Maximal Length of List to Shuffle with Python random.shuffle? - python

I have a list which I shuffle with the Python built in shuffle function (random.shuffle)
However, the Python reference states:
Note that for even rather small len(x), the total number of permutations of x is larger than the period of most random number generators; this implies that most permutations of a long sequence can never be generated.
Now, I wonder what this "rather small len(x)" means. 100, 1000, 10000,...

TL;DR: It "breaks" on lists with over 2080 elements, but don't worry too much :)
Complete answer:
First of all, notice that "shuffling" a list can be understood (conceptually) as generating all possible permutations of the elements of the lists, and picking one of these permutations at random.
Then, you must remember that all self-contained computerised random number generators are actually "pseudo" random.
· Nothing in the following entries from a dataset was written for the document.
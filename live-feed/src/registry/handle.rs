//! Caller-owned subscription handles.

use crate::registry::subscription_registry::RegistryInner;
use std::fmt::{Debug, Formatter};
use std::sync::atomic::{AtomicBool, Ordering};
use std::sync::{Arc, Weak};

/// One consumer's reference to a registry subscription.
///
/// Releasing decrements the shared ref count exactly once, no matter how many times
/// [`release`](Self::release) is called. The handle remembers the generation it joined,
/// so releasing it after that generation was force-removed never touches a newer
/// generation of the same key. Dropping an unreleased handle releases it.
#[must_use = "dropping a SubscriptionHandle releases the subscription immediately"]
pub struct SubscriptionHandle {
    registry: Weak<RegistryInner>,
    key: String,
    generation: u64,
    released: AtomicBool,
}

impl SubscriptionHandle {
    pub(crate) fn new(registry: &Arc<RegistryInner>, key: String, generation: u64) -> Self {
        Self {
            registry: Arc::downgrade(registry),
            key,
            generation,
            released: AtomicBool::new(false),
        }
    }

    pub fn key(&self) -> &str {
        &self.key
    }

    /// Listener generation this handle belongs to.
    pub fn generation(&self) -> u64 {
        self.generation
    }

    pub fn is_released(&self) -> bool {
        self.released.load(Ordering::Acquire)
    }

    /// Releases this handle. Returns `false` if it was already released.
    pub fn release(&self) -> bool {
        if !self.mark_released() {
            return false;
        }
        if let Some(registry) = self.registry.upgrade() {
            registry.release_generation(&self.key, self.generation);
        }
        true
    }

    /// Flips the handle to released without touching the registry.
    pub(crate) fn mark_released(&self) -> bool {
        !self.released.swap(true, Ordering::AcqRel)
    }
}

impl Drop for SubscriptionHandle {
    fn drop(&mut self) {
        self.release();
    }
}

impl Debug for SubscriptionHandle {
    fn fmt(&self, f: &mut Formatter<'_>) -> std::fmt::Result {
        f.debug_struct("SubscriptionHandle")
            .field("key", &self.key)
            .field("generation", &self.generation)
            .field("released", &self.is_released())
            .finish()
    }
}
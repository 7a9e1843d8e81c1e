//! Live feed layer.
//!
//! A [`LiveFeed`](live_feed::LiveFeed) binds one consumer to a key. Feeds of the same
//! key share a snapshot channel in the [`FeedHub`](hub::FeedHub), which also owns the
//! key's single reconnect callback.

pub(crate) mod hub;
pub(crate) mod live_feed;
pub(crate) mod query;
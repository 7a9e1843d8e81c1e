/********************************************************************************
 * Copyright (c) 2026 Contributors to the Eclipse Foundation
 *
 * See the NOTICE file(s) distributed with this work for additional
 * information regarding copyright ownership.
 *
 * This program and the accompanying materials are made available under the
 * terms of the Apache License Version 2.0 which is available at
 * https://www.apache.org/licenses/LICENSE-2.0
 *
 * SPDX-License-Identifier: Apache-2.0
 ********************************************************************************/

//! Live-query boundary: documents, snapshot sinks and feed errors.

use crate::observability::events;
use crate::registry::teardown::Teardown;
use serde::{Deserialize, Serialize};
use std::error::Error;
use std::fmt::{self, Debug, Display, Formatter};
use std::sync::atomic::{AtomicBool, Ordering};
use std::sync::Arc;
use tokio::sync::watch;
use tracing::debug;

const COMPONENT: &str = "snapshot_sink";

/// One record of a snapshot as delivered by the backend.
#[derive(Clone, Debug, PartialEq, Serialize, Deserialize)]
pub struct Document {
    pub id: String,
    pub data: serde_json::Value,
}

impl Document {
    pub fn new(id: impl Into<String>, data: serde_json::Value) -> Self {
        Self {
            id: id.into(),
            data,
        }
    }
}

/// Failure categories reported by live feeds.
#[derive(Clone, Copy, Debug, Eq, Hash, PartialEq, Serialize, Deserialize)]
#[serde(rename_all = "snake_case")]
pub enum FeedErrorCode {
    InvalidArgument,
    NotFound,
    PermissionDenied,
    Unavailable,
    Internal,
}

impl Display for FeedErrorCode {
    fn fmt(&self, f: &mut Formatter<'_>) -> fmt::Result {
        let name = match self {
            FeedErrorCode::InvalidArgument => "invalid_argument",
            FeedErrorCode::NotFound => "not_found",
            FeedErrorCode::PermissionDenied => "permission_denied",
            FeedErrorCode::Unavailable => "unavailable",
            FeedErrorCode::Internal => "internal",
        };
        f.write_str(name)
    }
}

/// Failure opening or running a live feed.
#[derive(Clone, Debug, Eq, PartialEq)]
pub struct FeedError {
    code: FeedErrorCode,
    message: String,
}

impl FeedError {
    pub fn new(code: FeedErrorCode, message: impl Into<String>) -> Self {
        Self {
            code,
            message: message.into(),
        }
    }

    pub fn invalid_argument(message: impl Into<String>) -> Self {
        Self::new(FeedErrorCode::InvalidArgument, message)
    }

    pub fn permission_denied(message: impl Into<String>) -> Self {
        Self::new(FeedErrorCode::PermissionDenied, message)
    }

    pub fn unavailable(message: impl Into<String>) -> Self {
        Self::new(FeedErrorCode::Unavailable, message)
    }

    pub fn internal(message: impl Into<String>) -> Self {
        Self::new(FeedErrorCode::Internal, message)
    }

    pub fn code(&self) -> FeedErrorCode {
        self.code
    }

    pub fn message(&self) -> &str {
        &self.message
    }
}

impl Display for FeedError {
    fn fmt(&self, f: &mut Formatter<'_>) -> fmt::Result {
        write!(f, "{}: {}", self.code, self.message)
    }
}

impl Error for FeedError {}

/// Latest state published on a key's channel.
#[derive(Clone, Debug)]
pub(crate) enum FeedSignal {
    /// A listener generation started and has not delivered yet.
    Pending,
    Snapshot(Arc<Vec<Document>>),
    Failed(FeedError),
}

/// A [`FeedSignal`] stamped with the listener generation that produced it.
///
/// Generation `0` is never assigned by the registry.
#[derive(Clone, Debug)]
pub(crate) struct ChannelSignal {
    pub(crate) generation: u64,
    pub(crate) signal: FeedSignal,
}

impl ChannelSignal {
    pub(crate) fn new(generation: u64, signal: FeedSignal) -> Self {
        Self { generation, signal }
    }

    /// Value of a channel no generation has published on yet.
    pub(crate) fn unclaimed() -> Self {
        Self::new(0, FeedSignal::Pending)
    }
}

/// Where one listener generation publishes snapshots and runtime failures.
///
/// The sink goes quiet once its generation is torn down, so a late callback from a
/// closed listener can never overwrite what a newer generation published.
#[derive(Clone)]
pub struct SnapshotSink {
    key: Arc<str>,
    generation: u64,
    sender: Arc<watch::Sender<ChannelSignal>>,
    closed: Arc<AtomicBool>,
}

impl SnapshotSink {
    pub(crate) fn new(
        key: &str,
        generation: u64,
        sender: Arc<watch::Sender<ChannelSignal>>,
    ) -> Self {
        Self {
            key: Arc::from(key),
            generation,
            sender,
            closed: Arc::new(AtomicBool::new(false)),
        }
    }

    /// Teardown that silences this sink.
    pub(crate) fn close_on_teardown(&self) -> Teardown {
        let closed = self.closed.clone();
        Teardown::new(move || closed.store(true, Ordering::Release))
    }

    pub fn key(&self) -> &str {
        &self.key
    }

    /// Listener generation this sink publishes for.
    pub fn generation(&self) -> u64 {
        self.generation
    }

    pub fn is_closed(&self) -> bool {
        self.closed.load(Ordering::Acquire)
    }

    /// Publishes a full snapshot. Returns `false` if the generation already ended.
    pub fn deliver(&self, documents: Vec<Document>) -> bool {
        self.publish(FeedSignal::Snapshot(Arc::new(documents)))
    }

    /// Reports a runtime failure of the listener. The generation stays registered.
    pub fn fail(&self, err: FeedError) -> bool {
        self.publish(FeedSignal::Failed(err))
    }

    fn publish(&self, signal: FeedSignal) -> bool {
        if self.is_closed() {
            debug!(
                event = events::FEED_SIGNAL_AFTER_TEARDOWN,
                component = COMPONENT,
                key = %self.key,
                generation = self.generation,
                "dropping signal from closed listener"
            );
            return false;
        }
        self.sender
            .send_replace(ChannelSignal::new(self.generation, signal));
        true
    }
}

impl Debug for SnapshotSink {
    fn fmt(&self, f: &mut Formatter<'_>) -> fmt::Result {
        f.debug_struct("SnapshotSink")
            .field("key", &self.key)
            .field("generation", &self.generation)
            .field("closed", &self.is_closed())
            .finish()
    }
}

/// The backend's "watch a query, get snapshots" primitive.
pub trait LiveQuery: Send + Sync {
    /// Starts a listener that publishes into `sink` until the returned teardown runs.
    fn watch(&self, sink: SnapshotSink) -> Result<Teardown, FeedError>;
}

impl<F> LiveQuery for F
where
    F: Fn(SnapshotSink) -> Result<Teardown, FeedError> + Send + Sync,
{
    fn watch(&self, sink: SnapshotSink) -> Result<Teardown, FeedError> {
        self(sink)
    }
}

#[cfg(test)]
mod tests {
    use super::{ChannelSignal, Document, FeedError, FeedErrorCode, FeedSignal, SnapshotSink};
    use serde_json::json;
    use std::sync::Arc;
    use tokio::sync::watch;

    #[test]
    fn sink_stops_publishing_after_teardown() {
        let (sender, receiver) = watch::channel(ChannelSignal::unclaimed());
        let sink = SnapshotSink::new("notifications:user1", 7, Arc::new(sender));

        assert!(sink.deliver(vec![Document::new("n1", json!({ "title": "hi" }))]));
        let latest = receiver.borrow().clone();
        assert_eq!(latest.generation, 7);
        assert!(matches!(latest.signal, FeedSignal::Snapshot(docs) if docs.len() == 1));

        sink.close_on_teardown().run();

        assert!(sink.is_closed());
        assert!(!sink.fail(FeedError::unavailable("late")));
        assert!(matches!(receiver.borrow().signal, FeedSignal::Snapshot(_)));
    }

    #[test]
    fn feed_error_display_includes_code() {
        let err = FeedError::permission_denied("missing read rule");
        assert_eq!(err.code(), FeedErrorCode::PermissionDenied);
        assert_eq!(err.to_string(), "permission_denied: missing read rule");
    }
}
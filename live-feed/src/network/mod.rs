//! Network state layer.
//!
//! Tracks connected/disconnected state and owns the ordered reconnect-callback list
//! that feed bindings use to resynchronize after an outage.

pub(crate) mod network_monitor;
That is, they are not actually random, but rely on a series of factors to try and generate a number that is hard to be guessed in advanced, or purposefully reproduced. Among these factors is usually the previous generated number. So, in practice, if you use a random generator continuously a certain number of times, you'll eventually start getting the same sequence all over again (this is the "period" that the documentation refers to).
Finally, the docstring on Lib/random.py (the random module) says that "The period [of the random number generator] is 2**19937-1."
So, given all that, if your list is such that there are 2**19937 or more permutations, some of these will never be obtained by shuffling the list. You'd (again, conceptually) generate all permutations of the list, then generate a random number x, and pick the xth permutation. Next time, you generate another random number y, and pick the yth permutation. And so on. But, since there are more permutations than you'll get random numbers (because, at most after 2**19937-1 generated numbers, you'll start getting the same ones again), you'll start picking the same permutations again.
So, you see, it's not exactly a matter of how long your list is (though that does enter into the equation). Also, 2**19937-1 is quite a long number. But, still, depending on your shuffling needs, you should bear all that in mind. On a simplistic case (and with a quick calculation), for a list without repeated elements, 2081 elements would yield 2081! permutations, which is more than 2**19937.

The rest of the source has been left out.